The task: Pull out all lines from the listing below in which the word "Result" appears.

Records supplied:
//! Reference implementations of the collaborator traits
//!
//! - [`TestPatternSource`]: synthetic frames in place of a camera
//! - [`DeflateCodec`]: quality-quantised zlib in place of JPEG
//! - [`LogPresenter`]: overlay reporting in place of a window

pub mod deflate;
pub mod log_presenter;
pub mod pattern;

pub use deflate::DeflateCodec;
pub use log_presenter::LogPresenter;
pub use pattern::{Pattern, TestPatternSource};
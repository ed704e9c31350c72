//! Push-based incremental decoder

use super::{DEFAULT_MAX_FRAME_LEN, HEADER_LEN, parse_header};
use crate::types::Frame;
use crate::{Result, StreamError};

/// Incremental wire message decoder with no I/O.
///
/// Feed it bytes in chunks of any size with [`push`](Self::push) and pull
/// complete frames with [`next_frame`](Self::next_frame). Partial messages stay
/// buffered until the rest arrives.
#[derive(Debug)]
pub struct FrameDecoder {
    buf: Vec<u8>,
    max_frame_len: u64,
}

impl Default for FrameDecoder {
    fn default() -> Self {
        Self::new()
    }
}

impl FrameDecoder {
    pub fn new() -> Self {
        Self::with_max_frame_len(DEFAULT_MAX_FRAME_LEN)
    }

    pub fn with_max_frame_len(max_frame_len: u64) -> Self {
        Self { buf: Vec::new(), max_frame_len }
    }

    /// Append received bytes
    pub fn push(&mut self, bytes: &[u8]) {
        self.buf.extend_from_slice(bytes);
    }

    /// Bytes buffered but not yet returned as a frame
    pub fn pending(&self) -> usize {
        self.buf.len()
    }

    /// Pop the next complete frame, if one is buffered.
    ///
    /// Fails with `MalformedHeader` as soon as a header exceeding the limit
    /// is visible, without waiting for its payload.
    pub fn next_frame(&mut self) -> Result<Option<Frame>> {
        let Some(header) = self.buf.first_chunk::<HEADER_LEN>() else {
            return Ok(None);
        };
        let len = parse_header(*header, self.max_frame_len)?;

        let total = HEADER_LEN.checked_add(len).ok_or_else(|| {
            StreamError::malformed_header(format!("claimed payload of {} bytes overflows", len))
        })?;
        if self.buf.len() < total {
            return Ok(None);
        }

        let payload = self.buf[HEADER_LEN..total].to_vec();
        self.buf.drain(..total);
        Ok(Some(Frame::from(payload)))
    }

    /// Signal end of stream; fails if a partial message is still buffered.
    pub fn finish(self) -> Result<()> {
        if self.buf.is_empty() {
            Ok(())
        } else if self.buf.len() < HEADER_LEN {
            Err(StreamError::connection_closed(format!(
                "stream ended inside length header ({} of {} bytes)",
                self.buf.len(),
                HEADER_LEN
            )))
        } else {
            Err(StreamError::connection_closed(format!(
                "stream ended inside payload ({} bytes buffered)",
                self.buf.len() - HEADER_LEN
            )))
        }
    }
}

Answer to this exercise:
use crate::{Result, StreamError};
    pub fn next_frame(&mut self) -> Result<Option<Frame>> {
    pub fn finish(self) -> Result<()> {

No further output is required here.